RNS Number:1950M
SWP Group PLC
26 October 2001
SWP GROUP PLC
PRELIMINARY ANNOUNCEMENT
FOR THE YEAR ENDED 30 JUNE 2001
CHAIRMAN'S STATEMENT
Corporate Review
We report to you at a time of considerable uncertainty in economic and
financial markets across the world.
Whilst it is much too soon for a considered assessment to be made of the
likely consequences of the events which have unfolded since 11th September, it
is already evident that the nervousness which existed in the global investment
community prior to the New York and Washington attacks has been exacerbated.
In last year's report we set out what we believed to be a sound strategy for
the delivery of shareholder value. Our objective was to dispose of the
Group's existing businesses and to acquire, probably through a reverse
take-over, a large business operating in a sector more highly rated by
investors and investment analysts alike.
Unfortunately the nervousness and uncertainty to which we have already
referred has meant that to date we have not received offers for any of our
existing businesses which reflect the value which we ascribe to them and we do
not consider it to be in shareholders' interests for us to agree disposals
unless proper value is unlocked by so doing.
Accordingly, it is our present intention to put our strategy on hold and to
concentrate our full attention on the development of our three existing
businesses. Given our view, recorded below, that each of these businesses has
the potential to achieve sales and profit growth, this is by no means a
retrograde step and we still anticipate that we will be able to build
shareholder value by this route. If an offer is forthcoming for one of the
businesses which we believe will deliver proper shareholder value, then we
certainly would give such an offer very serious consideration. More
information about the prospects for each of the businesses is provided below.
Results
In the year to 30 June 2001 the Group recorded a loss of #249,000
(2000: # 20,000 loss) on sales of #13,316,000 (2000: #13,548,000).

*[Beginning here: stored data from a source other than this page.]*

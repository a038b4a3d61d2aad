// src/rendering_lib/camera.rs

use glam::{Mat4, Vec3};

use super::settings::VolumeViewSettings;

/// Fixed perspective camera looking at the volume's centre, plus the yaw
/// applied to texture coordinates so cross-sections cut the volume at a
/// changing angle.
#[derive(Debug, Clone)]
pub struct Camera {
    pub fov_y_rad: f32,
    pub znear: f32,
    pub zfar: f32,
    pub distance: f32,
    yaw: f32,
}

impl Camera {
    pub fn new(settings: &VolumeViewSettings) -> Self {
        Self {
            fov_y_rad: settings.fov_y_deg.to_radians(),
            znear: settings.znear,
            zfar: settings.zfar,
            distance: settings.camera_distance,
            yaw: 0.0,
        }
    }

    pub fn projection_matrix(&self, viewport: (u32, u32)) -> Mat4 {
        let (width, height) = viewport;
        let aspect = if height == 0 { 1.0 } else { width as f32 / height as f32 };
        Mat4::perspective_rh(self.fov_y_rad, aspect, self.znear, self.zfar)
    }

    pub fn view_matrix(&self) -> Mat4 {
        Mat4::look_at_rh(Vec3::new(0.0, 0.0, self.distance), Vec3::ZERO, Vec3::Y)
    }

    /// Rotation about the texture's vertical centre line.
    pub fn texture_matrix(&self) -> Mat4 {
        let centre = Vec3::new(0.5, 0.5, 0.5);
        Mat4::from_translation(centre) * Mat4::from_rotation_y(self.yaw) * Mat4::from_translation(-centre)
    }

    pub fn yaw(&self) -> f32 {
        self.yaw
    }

    pub fn rotate(&mut self, radians: f32) {
        self.yaw = (self.yaw + radians) % std::f32::consts::TAU;
    }
}

#[cfg(test)]
mod tests {
    use super::*;

    #[test]
    fn texture_matrix_keeps_centre_fixed() {
        let mut camera = Camera::new(&VolumeViewSettings::default());
        camera.rotate(0.7);
        let centre = camera.texture_matrix().transform_point3(Vec3::splat(0.5));
        assert!((centre - Vec3::splat(0.5)).length() < 1e-5);
    }

    #[test]
    fn unrotated_texture_matrix_is_identity() {
        let camera = Camera::new(&VolumeViewSettings::default());
        let p = Vec3::new(0.1, 0.9, 0.3);
        assert!((camera.texture_matrix().transform_point3(p) - p).length() < 1e-5);
    }
}
// src/volume_lib/mod.rs

pub mod cache;
pub mod config;
pub mod error;
pub mod state;
pub mod transfer;
pub mod volume;

pub use cache::VolumeCache;
pub use config::{ConfigField, Configuration, TriggerSet};
pub use error::{ConfigError, LoadError};
pub use state::{ConfigureOutcome, RendererState};
pub use transfer::{map_sample, TransferFunction};
pub use volume::{Dimensions, Volume};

Although it is disappointing for us to report an increased loss it was at
least encouraging that before exceptional items our continuing businesses
produced an increased operating profit of #432,000 (2000: #42,000) with
Fullflow producing a strong performance during the period.
Once again, however, the main drag on the Group's performance was the
substantial loss recorded by DRC Polymer Products. Despite the significant
cuts which had been made to this subsidiary's overhead base towards the end of
the previous financial year, sales levels continued to fall well below
break-even. Further comment on DRC's situation is provided below.
In addition the Group suffered from increased financing costs, mainly on
account of a higher average working capital requirement. Interest costs for
the year amounted to #409,000 (2000: #341,000) and overall net bank and
ancillary debt at the year-end stood at #4,682,000 (2000: #3,613,000).
Review of Operations
The Group continues to operate through three autonomous trading subsidiaries
each of which is a supplier of specialist products to the construction
industry. Fullflow Group, which is based in Sheffield, designs, manufactures
and installs syphonic roof drainage systems and is, we believe, the leading
British company in this field. Crescent of Cambridge, which is based in St
Ives, is also a market leader, its main focus being the manufacture and
installation of custom-designed spiral and helical staircases. DRC Polymer
Products, which is based in Soham, Cambridgeshire, is a supplier of
polymer-based sheet materials, generally for use in the roofing and structural
waterproofing industries but also for more specialised applications such as
fireproofing.
Fullflow Group
Following a year of consolidation in 2000, Fullflow delivered an encouraging
result for the period under review.
Sales showed a marginal increase and operating profit more than doubled,
reflecting both the benefits accruing from the changes made to the structure
of the business during the preceding twelve months and also a policy decision
not to engage in low-margin business except in specific circumstances.
In the UK Fullflow maintained its pre-eminence in the rainwater management
market and continued to develop close links with its major customers. Among a
number of significant projects completed during the year were those at
Piccadilly Station, Manchester, Sellafield nuclear power station in Cumbria,
Princess Margaret Hospital in Swindon and a new IKEA distribution warehouse in
Doncaster.
In Europe considerable progress was made during the year in terms of securing
the various formal technical product approvals which are necessary if the
business is to achieve its full potential. Fullflow now has full syphonic
certification in France and is confident of gaining the relevant approvals in
Belgium, Holland, Spain and Portugal in the near future. These processes have
been - and remain - both expensive and time-consuming but represent an
important investment in the Company's future.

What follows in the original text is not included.